22.2.2 Premature Ejaculation
Rapid ejaculation is common in young men particularly when entering new sexual relationships. Ejaculation prior to or on vaginal insertion is obviously premature; however, whether the timing of ejaculation is too rapid once thrusting has begun really depends upon whether intercourse is satisfactory to both partners. Premature ejaculation can occur at times of stress and when the frequency of intercourse has been reduced, such as when a partner has been absent for some while. Detecting frustration in the partner can lead to loss of confidence and may produce even more rapid ejaculation or erectile dysfunction. In turn the partner may develop organic dysfunction and loss of sexual desire.
22.2.2.1 Treatment
The "stop-start" technique involves the partner stroking the penis to the level of arousal and then stopping before the stage of inevitable ejaculation. This should be repeated a few times before allowing the stroking to achieve ejaculation.
The "squeeze technique" involves the partner squeezing just below the glans penis at the man's indication that he has reached a level of high arousal (as with the "stop-start" technique). This is repeated a few times before allowing ejaculation.
Once the man has achieved a degree of control, the couple should move onto vaginal containment, with the partner lifting herself off at the stage of high arousal. Movement is introduced gradually once some control has been achieved.
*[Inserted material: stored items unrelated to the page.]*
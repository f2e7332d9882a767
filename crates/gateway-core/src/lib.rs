//! # Gateway Core
//!
//! Core types, traits, and error handling for the access gateway.
//!
//! This crate provides the foundational types used throughout the gateway:
//! - The closed set of outbound dependencies
//! - Caller identity context
//! - Request and response types for the completion and speech services
//! - Collaborator traits (secret source, AI services, conversation store)
//! - Error types and handling

#![forbid(unsafe_code)]
#![warn(missing_docs)]

pub mod caller;
pub mod dependency;
pub mod error;
pub mod provider;
pub mod request;
pub mod types;

// Re-export commonly used types
pub use caller::{generate_session_id, validate_session_id, CallerContext, IdentityClass};
pub use dependency::{Criticality, Dependency, PerDependency};
pub use error::{GatewayError, GatewayResult};
pub use provider::{CompletionService, ConversationStore, SecretSource, SpeechService};
pub use request::{
    validate_message_text, ChatMessage, CompletionRequest, CompletionResponse, MessageRole,
    SpeechAudio, SpeechRequest, Usage,
};
pub use types::{Credential, SecretName};
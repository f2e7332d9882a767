//! Authentication error types.

use gateway_core::GatewayError;

/// Result type for authentication operations.
pub type Result<T> = std::result::Result<T, AuthError>;

/// Authentication error type.
#[derive(Debug, Clone, thiserror::Error)]
pub enum AuthError {
    /// No token was presented.
    #[error("Authentication required")]
    MissingCredentials,

    /// The token is malformed, unsigned by a known key, or has bad claims.
    #[error("Invalid token: {0}")]
    InvalidToken(String),

    /// The token has expired.
    #[error("Credentials expired")]
    ExpiredCredential,

    /// Verification material could not be obtained.
    #[error("Token verification unavailable: {0}")]
    VerifierUnavailable(GatewayError),

    /// The validator is misconfigured.
    #[error("Configuration error: {0}")]
    Configuration(String),
}

impl AuthError {
    /// Create an invalid token error.
    pub fn invalid(msg: impl Into<String>) -> Self {
        Self::InvalidToken(msg.into())
    }

    /// Whether the caller, rather than the verifier, is at fault.
    #[must_use]
    pub fn is_client_error(&self) -> bool {
        matches!(
            self,
            Self::MissingCredentials | Self::InvalidToken(_) | Self::ExpiredCredential
        )
    }

    /// Get HTTP status code for this error.
    #[must_use]
    pub fn status_code(&self) -> u16 {
        match self {
            Self::MissingCredentials | Self::InvalidToken(_) | Self::ExpiredCredential => 401,
            Self::VerifierUnavailable(_) => 503,
            Self::Configuration(_) => 500,
        }
    }

    /// Get error code for API responses.
    #[must_use]
    pub fn error_code(&self) -> &'static str {
        match self {
            Self::MissingCredentials => "authentication_required",
            Self::InvalidToken(_) => "invalid_token",
            Self::ExpiredCredential => "expired_credentials",
            Self::VerifierUnavailable(_) => "verifier_unavailable",
            Self::Configuration(_) => "configuration_error",
        }
    }
}

impl From<AuthError> for GatewayError {
    fn from(err: AuthError) -> Self {
        match err {
            AuthError::VerifierUnavailable(inner) => inner,
            AuthError::Configuration(msg) => Self::Configuration(msg),
            client => Self::unauthorized(client.to_string()),
        }
    }
}
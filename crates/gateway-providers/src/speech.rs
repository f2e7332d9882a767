//! Text-to-speech client.
//!
//! Posts text to `/v1/text-to-speech/{voice_id}` and returns the encoded
//! audio. The API key travels in the `xi-api-key` header.

use crate::completion::map_transport_error;
use async_trait::async_trait;
use gateway_core::{Credential, Dependency, GatewayError, SpeechAudio, SpeechRequest, SpeechService};
use reqwest::header::CONTENT_TYPE;
use reqwest::Client;
use serde::{Deserialize, Serialize};
use std::time::Duration;
use tracing::{debug, warn};

const DEPENDENCY: Dependency = Dependency::SpeechService;
const API_KEY_HEADER: &str = "xi-api-key";

/// Speech client configuration
#[derive(Debug, Clone)]
pub struct HttpSpeechConfig {
    /// Base URL, e.g. `https://api.elevenlabs.io`
    pub base_url: String,
    /// Synthesis model
    pub model_id: String,
    /// Requested output format, sent as a query parameter
    pub output_format: String,
    /// Transport-level timeout
    pub timeout: Duration,
}

impl HttpSpeechConfig {
    /// Create a configuration
    #[must_use]
    pub fn new(base_url: impl Into<String>, model_id: impl Into<String>) -> Self {
        Self {
            base_url: base_url.into(),
            model_id: model_id.into(),
            output_format: "mp3_44100_128".to_string(),
            timeout: Duration::from_secs(60),
        }
    }

    /// Set the output format
    #[must_use]
    pub fn with_output_format(mut self, format: impl Into<String>) -> Self {
        self.output_format = format.into();
        self
    }

    /// Set the transport timeout
    #[must_use]
    pub fn with_timeout(mut self, timeout: Duration) -> Self {
        self.timeout = timeout;
        self
    }
}

/// HTTP speech service client
#[derive(Debug, Clone)]
pub struct HttpSpeechClient {
    config: HttpSpeechConfig,
    base_url: url::Url,
    client: Client,
}

impl HttpSpeechClient {
    /// Create a client
    ///
    /// # Errors
    /// Returns error if the base URL is invalid or the HTTP client cannot be built
    pub fn new(config: HttpSpeechConfig) -> Result<Self, GatewayError> {
        let base_url = url::Url::parse(&config.base_url).map_err(|e| {
            GatewayError::configuration(format!("invalid speech base URL '{}': {e}", config.base_url))
        })?;

        let client = Client::builder()
            .timeout(config.timeout)
            .build()
            .map_err(|e| GatewayError::internal(format!("Failed to create HTTP client: {e}")))?;

        Ok(Self {
            config,
            base_url,
            client,
        })
    }

    fn synthesis_url(&self, voice_id: &str) -> Result<url::Url, GatewayError> {
        let mut url = self.base_url.clone();
        url.path_segments_mut()
            .map_err(|()| GatewayError::configuration("speech base URL cannot be a base"))?
            .pop_if_empty()
            .extend(["v1", "text-to-speech", voice_id]);
        url.query_pairs_mut()
            .append_pair("output_format", &self.config.output_format);
        Ok(url)
    }
}

#[async_trait]
impl SpeechService for HttpSpeechClient {
    async fn synthesize(
        &self,
        credential: &Credential,
        request: &SpeechRequest,
    ) -> Result<SpeechAudio, GatewayError> {
        let url = self.synthesis_url(&request.voice_id)?;
        debug!(voice = %request.voice_id, chars = request.text.chars().count(), "Sending speech request");

        let response = self
            .client
            .post(url)
            .header(API_KEY_HEADER, credential.expose_str()?)
            .json(&SynthesisRequest {
                text: &request.text,
                model_id: &self.config.model_id,
            })
            .send()
            .await
            .map_err(|e| map_transport_error(DEPENDENCY, &e))?;

        let status = response.status();
        if !status.is_success() {
            let body = response.text().await.unwrap_or_default();
            let message = serde_json::from_str::<ErrorResponse>(&body)
                .map(|e| e.detail.message)
                .unwrap_or_else(|_| format!("HTTP {status}"));
            warn!(status = status.as_u16(), "Speech service returned an error");
            return Err(GatewayError::from_status(DEPENDENCY, status.as_u16(), message));
        }

        let content_type = response
            .headers()
            .get(CONTENT_TYPE)
            .and_then(|v| v.to_str().ok())
            .unwrap_or("audio/mpeg")
            .to_string();
        let audio = response.bytes().await.map_err(|e| map_transport_error(DEPENDENCY, &e))?;
        if audio.is_empty() {
            return Err(GatewayError::dependency(DEPENDENCY, "empty audio body", None, true));
        }

        Ok(SpeechAudio {
            audio,
            content_type,
        })
    }

    fn name(&self) -> &str {
        "http-speech"
    }
}

#[derive(Debug, Serialize)]
struct SynthesisRequest<'a> {
    text: &'a str,
    model_id: &'a str,
}

#[derive(Debug, Deserialize)]
struct ErrorResponse {
    detail: ErrorDetail,
}

#[derive(Debug, Deserialize)]
struct ErrorDetail {
    message: String,
}
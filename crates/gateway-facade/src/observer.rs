//! Bridges invoker attempt outcomes into Prometheus metrics.

use gateway_core::Dependency;
use gateway_resilience::{AttemptOutcome, BreakerSet, CallObserver};
use gateway_telemetry::GatewayMetrics;
use std::sync::Arc;
use tracing::trace;

/// Records every attempt and republishes the breaker state gauge
#[derive(Debug, Clone)]
pub struct MetricsObserver {
    metrics: GatewayMetrics,
    breakers: Arc<BreakerSet>,
}

impl MetricsObserver {
    /// Create an observer over the invoker's breakers
    #[must_use]
    pub fn new(metrics: GatewayMetrics, breakers: Arc<BreakerSet>) -> Self {
        Self { metrics, breakers }
    }

    /// Publish the current state of one breaker
    pub fn publish_state(&self, dependency: Dependency) {
        let state = self.breakers.get(dependency).state();
        self.metrics.set_breaker_state(dependency, state.as_gauge());
    }
}

impl CallObserver for MetricsObserver {
    fn on_attempt(&self, dependency: Dependency, outcome: AttemptOutcome) {
        trace!(dependency = %dependency, outcome = outcome.as_str(), "Attempt finished");
        self.metrics.record_dependency_call(dependency, outcome.as_str());
        self.publish_state(dependency);
    }
}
Failures from time to time are to be expected and success may require some weeks or months of practice. It is important that the man continues to stimulate his partner sufficiently during or after these exercises.
Selective serotonin reuptake inhibitors (e.g. paroxetine, sertraline) have proved successful in treating some cases of premature ejaculation, although this is currently an unlicensed use of these medications in the UK.
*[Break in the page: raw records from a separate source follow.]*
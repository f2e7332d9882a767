//! Request coalescing.
//!
//! Concurrent callers asking for the same key share one underlying fetch and
//! all observe its result. The entry is removed as soon as the fetch settles,
//! so a later call starts a fresh fetch.

use futures::future::{BoxFuture, FutureExt, Shared};
use gateway_core::GatewayError;
use parking_lot::Mutex;
use std::collections::HashMap;
use std::future::Future;
use std::hash::Hash;
use tracing::debug;

type SharedFetch<T> = Shared<BoxFuture<'static, Result<T, GatewayError>>>;

struct InFlight<T>
where
    T: Clone,
{
    fetch: SharedFetch<T>,
    waiters: usize,
}

/// Coalesces concurrent fetches per key
pub struct SingleFlight<K, T>
where
    T: Clone,
{
    inflight: Mutex<HashMap<K, InFlight<T>>>,
}

impl<K, T> SingleFlight<K, T>
where
    K: Eq + Hash + Clone + std::fmt::Debug,
    T: Clone + Send + Sync + 'static,
{
    /// Create an empty coalescer
    #[must_use]
    pub fn new() -> Self {
        Self {
            inflight: Mutex::new(HashMap::new()),
        }
    }

    /// Run `fetch` for `key`, or join the fetch already in flight for it.
    ///
    /// `fetch` is only invoked when no fetch for the key is outstanding.
    /// When every waiter of a fetch is cancelled, the fetch is dropped with
    /// them.
    ///
    /// # Errors
    /// Returns the error produced by the shared fetch
    pub async fn run<F, Fut>(&self, key: &K, fetch: F) -> Result<T, GatewayError>
    where
        F: FnOnce() -> Fut,
        Fut: Future<Output = Result<T, GatewayError>> + Send + 'static,
    {
        let shared = {
            let mut inflight = self.inflight.lock();
            if let Some(entry) = inflight.get_mut(key) {
                entry.waiters += 1;
                debug!(key = ?key, waiters = entry.waiters, "Joining in-flight fetch");
                entry.fetch.clone()
            } else {
                let shared = fetch().boxed().shared();
                inflight.insert(
                    key.clone(),
                    InFlight {
                        fetch: shared.clone(),
                        waiters: 1,
                    },
                );
                shared
            }
        };

        let guard = WaiterGuard {
            owner: self,
            key,
            fetch: shared.clone(),
        };
        let result = shared.await;
        drop(guard);
        result
    }

    /// Number of keys with a fetch in flight
    #[must_use]
    pub fn in_flight(&self) -> usize {
        self.inflight.lock().len()
    }

    fn release(&self, key: &K, fetch: &SharedFetch<T>) {
        let mut inflight = self.inflight.lock();
        let Some(entry) = inflight.get_mut(key) else {
            return;
        };
        if !entry.fetch.ptr_eq(fetch) {
            return;
        }
        entry.waiters = entry.waiters.saturating_sub(1);
        if entry.waiters == 0 || fetch.peek().is_some() {
            inflight.remove(key);
        }
    }
}

impl<K, T> Default for SingleFlight<K, T>
where
    K: Eq + Hash + Clone + std::fmt::Debug,
    T: Clone + Send + Sync + 'static,
{
    fn default() -> Self {
        Self::new()
    }
}

impl<K, T> std::fmt::Debug for SingleFlight<K, T>
where
    T: Clone,
{
    fn fmt(&self, f: &mut std::fmt::Formatter<'_>) -> std::fmt::Result {
        f.debug_struct("SingleFlight")
            .field("in_flight", &self.inflight.lock().len())
            .finish()
    }
}

/// Releases the waiter's claim on the entry when it finishes or is cancelled
struct WaiterGuard<'a, K, T>
where
    K: Eq + Hash + Clone + std::fmt::Debug,
    T: Clone + Send + Sync + 'static,
{
    owner: &'a SingleFlight<K, T>,
    key: &'a K,
    fetch: SharedFetch<T>,
}

impl<K, T> Drop for WaiterGuard<'_, K, T>
where
    K: Eq + Hash + Clone + std::fmt::Debug,
    T: Clone + Send + Sync + 'static,
{
    fn drop(&mut self) {
        self.owner.release(self.key, &self.fetch);
    }
}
22.2.3 Retarded Ejaculation
Ascertain whether this is partial failure with ejaculation occurring during masturbation or sleep or total failure. Men with retrograde ejaculation reach orgasm but fail to produce an ejaculate.
The use of a lotion as the partner stimulates the penis may enhance sensation and increase arousal. If this fails to achieve ejaculation, in future sessions the man should masturbate with the partner stroking the penis progressively earlier during the session until she can bring him to ejaculation. When ejaculation has been achieved, further sessions should focus on masturbation close to the vaginal entrance with penile insertion at the point of high arousal in conjunction with vigorous thrusting.
Just a final note on "sensate focus" treatment. This is considered an important and useful part of the management of psychosexual problems by many practitioners and is probably best left to those with expertise in this area. However, success may certainly be achieved without this approach.